Stored items:
- - -
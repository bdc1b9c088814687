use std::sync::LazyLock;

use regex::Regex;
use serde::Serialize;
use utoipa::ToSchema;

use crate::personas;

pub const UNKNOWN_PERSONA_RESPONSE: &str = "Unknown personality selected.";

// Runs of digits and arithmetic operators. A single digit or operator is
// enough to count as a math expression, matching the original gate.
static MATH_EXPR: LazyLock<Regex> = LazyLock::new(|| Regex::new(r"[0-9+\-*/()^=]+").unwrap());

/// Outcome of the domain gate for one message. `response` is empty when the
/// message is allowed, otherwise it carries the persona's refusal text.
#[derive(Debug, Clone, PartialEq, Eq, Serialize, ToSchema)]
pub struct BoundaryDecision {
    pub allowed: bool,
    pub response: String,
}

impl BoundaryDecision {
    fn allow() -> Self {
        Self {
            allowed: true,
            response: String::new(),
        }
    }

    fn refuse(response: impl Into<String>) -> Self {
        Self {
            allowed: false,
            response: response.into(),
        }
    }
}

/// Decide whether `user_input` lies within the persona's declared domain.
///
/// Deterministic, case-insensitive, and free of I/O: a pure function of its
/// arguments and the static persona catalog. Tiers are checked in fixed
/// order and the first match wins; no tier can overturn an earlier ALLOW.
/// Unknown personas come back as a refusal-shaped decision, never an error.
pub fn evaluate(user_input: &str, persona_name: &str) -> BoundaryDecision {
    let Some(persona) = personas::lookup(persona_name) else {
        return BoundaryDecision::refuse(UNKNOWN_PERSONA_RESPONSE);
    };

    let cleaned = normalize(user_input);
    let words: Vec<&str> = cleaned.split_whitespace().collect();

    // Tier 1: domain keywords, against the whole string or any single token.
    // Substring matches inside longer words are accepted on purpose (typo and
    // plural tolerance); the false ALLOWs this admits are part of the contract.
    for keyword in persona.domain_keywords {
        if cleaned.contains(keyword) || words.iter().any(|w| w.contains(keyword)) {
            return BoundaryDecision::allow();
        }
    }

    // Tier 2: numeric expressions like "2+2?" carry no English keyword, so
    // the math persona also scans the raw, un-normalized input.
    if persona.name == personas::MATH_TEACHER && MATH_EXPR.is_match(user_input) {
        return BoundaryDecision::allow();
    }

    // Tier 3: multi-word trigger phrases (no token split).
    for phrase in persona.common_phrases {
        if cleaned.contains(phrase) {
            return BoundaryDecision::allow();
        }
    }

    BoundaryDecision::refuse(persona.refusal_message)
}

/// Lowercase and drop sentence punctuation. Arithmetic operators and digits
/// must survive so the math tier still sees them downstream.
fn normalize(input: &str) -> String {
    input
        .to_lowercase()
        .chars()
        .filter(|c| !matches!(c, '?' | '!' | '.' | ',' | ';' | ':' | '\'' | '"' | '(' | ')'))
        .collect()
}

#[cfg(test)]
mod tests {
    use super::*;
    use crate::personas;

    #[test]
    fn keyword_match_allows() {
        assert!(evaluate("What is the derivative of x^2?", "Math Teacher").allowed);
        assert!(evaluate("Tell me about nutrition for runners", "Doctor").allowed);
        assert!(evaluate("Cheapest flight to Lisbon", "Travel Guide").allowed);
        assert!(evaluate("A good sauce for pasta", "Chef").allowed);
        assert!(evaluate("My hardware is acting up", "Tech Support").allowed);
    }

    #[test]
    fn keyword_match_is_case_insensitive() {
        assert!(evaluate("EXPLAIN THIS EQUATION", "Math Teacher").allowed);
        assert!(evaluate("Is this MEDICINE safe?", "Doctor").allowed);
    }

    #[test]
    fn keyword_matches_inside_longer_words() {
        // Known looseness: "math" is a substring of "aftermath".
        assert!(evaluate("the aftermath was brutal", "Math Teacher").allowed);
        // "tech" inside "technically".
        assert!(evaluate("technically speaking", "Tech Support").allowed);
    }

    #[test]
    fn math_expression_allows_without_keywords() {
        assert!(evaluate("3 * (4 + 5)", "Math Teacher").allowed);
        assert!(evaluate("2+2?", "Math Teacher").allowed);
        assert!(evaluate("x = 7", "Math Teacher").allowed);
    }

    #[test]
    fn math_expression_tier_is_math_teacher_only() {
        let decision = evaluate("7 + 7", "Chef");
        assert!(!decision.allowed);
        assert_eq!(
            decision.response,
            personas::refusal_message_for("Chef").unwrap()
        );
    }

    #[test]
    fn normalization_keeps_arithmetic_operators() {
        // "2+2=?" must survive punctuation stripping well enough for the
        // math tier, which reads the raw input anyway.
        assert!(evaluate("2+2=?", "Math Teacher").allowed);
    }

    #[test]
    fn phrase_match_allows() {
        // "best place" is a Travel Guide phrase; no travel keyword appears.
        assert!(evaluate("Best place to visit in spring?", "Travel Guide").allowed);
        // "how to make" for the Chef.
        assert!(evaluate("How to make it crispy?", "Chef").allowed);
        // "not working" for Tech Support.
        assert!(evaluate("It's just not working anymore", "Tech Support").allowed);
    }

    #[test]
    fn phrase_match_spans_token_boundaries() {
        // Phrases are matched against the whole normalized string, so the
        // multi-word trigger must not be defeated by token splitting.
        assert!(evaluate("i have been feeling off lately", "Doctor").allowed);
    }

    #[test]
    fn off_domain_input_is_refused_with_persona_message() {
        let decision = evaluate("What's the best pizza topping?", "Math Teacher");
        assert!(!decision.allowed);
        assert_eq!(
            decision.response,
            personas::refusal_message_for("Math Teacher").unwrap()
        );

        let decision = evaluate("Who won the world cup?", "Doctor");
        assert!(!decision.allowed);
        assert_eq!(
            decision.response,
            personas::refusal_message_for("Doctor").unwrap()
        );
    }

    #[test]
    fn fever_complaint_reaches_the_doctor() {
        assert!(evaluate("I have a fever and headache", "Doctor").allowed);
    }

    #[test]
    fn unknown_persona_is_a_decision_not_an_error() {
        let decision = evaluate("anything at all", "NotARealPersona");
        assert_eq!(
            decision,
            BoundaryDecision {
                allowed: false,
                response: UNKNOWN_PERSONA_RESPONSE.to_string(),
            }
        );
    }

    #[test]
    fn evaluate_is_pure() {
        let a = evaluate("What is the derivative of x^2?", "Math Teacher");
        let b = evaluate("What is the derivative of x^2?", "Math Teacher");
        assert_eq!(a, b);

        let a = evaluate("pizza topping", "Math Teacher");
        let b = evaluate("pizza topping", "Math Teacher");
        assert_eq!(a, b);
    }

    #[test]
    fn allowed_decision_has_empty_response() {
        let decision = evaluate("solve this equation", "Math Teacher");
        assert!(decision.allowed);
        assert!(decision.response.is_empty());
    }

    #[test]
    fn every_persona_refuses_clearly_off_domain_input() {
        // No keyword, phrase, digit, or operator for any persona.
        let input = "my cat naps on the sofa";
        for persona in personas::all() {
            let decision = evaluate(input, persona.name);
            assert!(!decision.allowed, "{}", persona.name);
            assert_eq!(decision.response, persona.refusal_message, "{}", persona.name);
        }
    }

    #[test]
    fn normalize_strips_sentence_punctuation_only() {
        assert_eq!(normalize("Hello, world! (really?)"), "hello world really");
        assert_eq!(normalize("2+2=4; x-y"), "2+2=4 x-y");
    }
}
- - -
Each record above must be transcribed exactly, and none may be skipped.

## ANSWER TO THE EXERCISE
repository bdc1b9c088814687
use std::sync::LazyLock;

use regex::Regex;
use serde::Serialize;
use utoipa::ToSchema;

use crate::personas;

pub const UNKNOWN_PERSONA_RESPONSE: &str = "Unknown personality selected.";

// Runs of digits and arithmetic operators. A single digit or operator is
// enough to count as a math expression, matching the original gate.
static MATH_EXPR: LazyLock<Regex> = LazyLock::new(|| Regex::new(r"[0-9+\-*/()^=]+").unwrap());

/// Outcome of the domain gate for one message. `response` is empty when the
/// message is allowed, otherwise it carries the persona's refusal text.
#[derive(Debug, Clone, PartialEq, Eq, Serialize, ToSchema)]
pub struct BoundaryDecision {
    pub allowed: bool,
    pub response: String,
}

impl BoundaryDecision {
    fn allow() -> Self {
        Self {
            allowed: true,
            response: String::new(),
        }
    }

    fn refuse(response: impl Into<String>) -> Self {
        Self {
            allowed: false,
            response: response.into(),
        }
    }
}

/// Decide whether `user_input` lies within the persona's declared domain.
///
/// Deterministic, case-insensitive, and free of I/O: a pure function of its
/// arguments and the static persona catalog. Tiers are checked in fixed
/// order and the first match wins; no tier can overturn an earlier ALLOW.
/// Unknown personas come back as a refusal-shaped decision, never an error.
pub fn evaluate(user_input: &str, persona_name: &str) -> BoundaryDecision {
    let Some(persona) = personas::lookup(persona_name) else {
        return BoundaryDecision::refuse(UNKNOWN_PERSONA_RESPONSE);
    };

    let cleaned = normalize(user_input);
    let words: Vec<&str> = cleaned.split_whitespace().collect();

    // Tier 1: domain keywords, against the whole string or any single token.
    // Substring matches inside longer words are accepted on purpose (typo and
    // plural tolerance); the false ALLOWs this admits are part of the contract.
    for keyword in persona.domain_keywords {
        if cleaned.contains(keyword) || words.iter().any(|w| w.contains(keyword)) {
            return BoundaryDecision::allow();
        }
    }

    // Tier 2: numeric expressions like "2+2?" carry no English keyword, so
    // the math persona also scans the raw, un-normalized input.
    if persona.name == personas::MATH_TEACHER && MATH_EXPR.is_match(user_input) {
        return BoundaryDecision::allow();
    }

    // Tier 3: multi-word trigger phrases (no token split).
    for phrase in persona.common_phrases {
        if cleaned.contains(phrase) {
            return BoundaryDecision::allow();
        }
    }

    BoundaryDecision::refuse(persona.refusal_message)
}

/// Lowercase and drop sentence punctuation. Arithmetic operators and digits
/// must survive so the math tier still sees them downstream.
fn normalize(input: &str) -> String {
    input
        .to_lowercase()
        .chars()
        .filter(|c| !matches!(c, '?' | '!' | '.' | ',' | ';' | ':' | '\'' | '"' | '(' | ')'))
        .collect()
}

#[cfg(test)]
mod tests {
    use super::*;
    use crate::personas;

    #[test]
    fn keyword_match_allows() {
        assert!(evaluate("What is the derivative of x^2?", "Math Teacher").allowed);
        assert!(evaluate("Tell me about nutrition for runners", "Doctor").allowed);
        assert!(evaluate("Cheapest flight to Lisbon", "Travel Guide").allowed);
        assert!(evaluate("A good sauce for pasta", "Chef").allowed);
        assert!(evaluate("My hardware is acting up", "Tech Support").allowed);
    }

    #[test]
    fn keyword_match_is_case_insensitive() {
        assert!(evaluate("EXPLAIN THIS EQUATION", "Math Teacher").allowed);
        assert!(evaluate("Is this MEDICINE safe?", "Doctor").allowed);
    }

    #[test]
    fn keyword_matches_inside_longer_words() {
        // Known looseness: "math" is a substring of "aftermath".
        assert!(evaluate("the aftermath was brutal", "Math Teacher").allowed);
        // "tech" inside "technically".
        assert!(evaluate("technically speaking", "Tech Support").allowed);
    }

    #[test]
    fn math_expression_allows_without_keywords() {
        assert!(evaluate("3 * (4 + 5)", "Math Teacher").allowed);
        assert!(evaluate("2+2?", "Math Teacher").allowed);
        assert!(evaluate("x = 7", "Math Teacher").allowed);
    }

    #[test]
    fn math_expression_tier_is_math_teacher_only() {
        let decision = evaluate("7 + 7", "Chef");
        assert!(!decision.allowed);
        assert_eq!(
            decision.response,
            personas::refusal_message_for("Chef").unwrap()
        );
    }

    #[test]
    fn normalization_keeps_arithmetic_operators() {
        // "2+2=?" must survive punctuation stripping well enough for the
        // math tier, which reads the raw input anyway.
        assert!(evaluate("2+2=?", "Math Teacher").allowed);
    }

    #[test]
    fn phrase_match_allows() {
        // "best place" is a Travel Guide phrase; no travel keyword appears.
        assert!(evaluate("Best place to visit in spring?", "Travel Guide").allowed);
        // "how to make" for the Chef.
        assert!(evaluate("How to make it crispy?", "Chef").allowed);
        // "not working" for Tech Support.
        assert!(evaluate("It's just not working anymore", "Tech Support").allowed);
    }

    #[test]
    fn phrase_match_spans_token_boundaries() {
        // Phrases are matched against the whole normalized string, so the
        // multi-word trigger must not be defeated by token splitting.
        assert!(evaluate("i have been feeling off lately", "Doctor").allowed);
    }

    #[test]
    fn off_domain_input_is_refused_with_persona_message() {
        let decision = evaluate("What's the best pizza topping?", "Math Teacher");
        assert!(!decision.allowed);
        assert_eq!(
            decision.response,
            personas::refusal_message_for("Math Teacher").unwrap()
        );

        let decision = evaluate("Who won the world cup?", "Doctor");
        assert!(!decision.allowed);
        assert_eq!(
            decision.response,
            personas::refusal_message_for("Doctor").unwrap()
        );
    }

    #[test]
    fn fever_complaint_reaches_the_doctor() {
        assert!(evaluate("I have a fever and headache", "Doctor").allowed);
    }

    #[test]
    fn unknown_persona_is_a_decision_not_an_error() {
        let decision = evaluate("anything at all", "NotARealPersona");
        assert_eq!(
            decision,
            BoundaryDecision {
                allowed: false,
                response: UNKNOWN_PERSONA_RESPONSE.to_string(),
            }
        );
    }

    #[test]
    fn evaluate_is_pure() {
        let a = evaluate("What is the derivative of x^2?", "Math Teacher");
        let b = evaluate("What is the derivative of x^2?", "Math Teacher");
        assert_eq!(a, b);

        let a = evaluate("pizza topping", "Math Teacher");
        let b = evaluate("pizza topping", "Math Teacher");
        assert_eq!(a, b);
    }

    #[test]
    fn allowed_decision_has_empty_response() {
        let decision = evaluate("solve this equation", "Math Teacher");
        assert!(decision.allowed);
        assert!(decision.response.is_empty());
    }

    #[test]
    fn every_persona_refuses_clearly_off_domain_input() {
        // No keyword, phrase, digit, or operator for any persona.
        let input = "my cat naps on the sofa";
        for persona in personas::all() {
            let decision = evaluate(input, persona.name);
            assert!(!decision.allowed, "{}", persona.name);
            assert_eq!(decision.response, persona.refusal_message, "{}", persona.name);
        }
    }

    #[test]
    fn normalize_strips_sentence_punctuation_only() {
        assert_eq!(normalize("Hello, world! (really?)"), "hello world really");
        assert_eq!(normalize("2+2=4; x-y"), "2+2=4 x-y");
    }
}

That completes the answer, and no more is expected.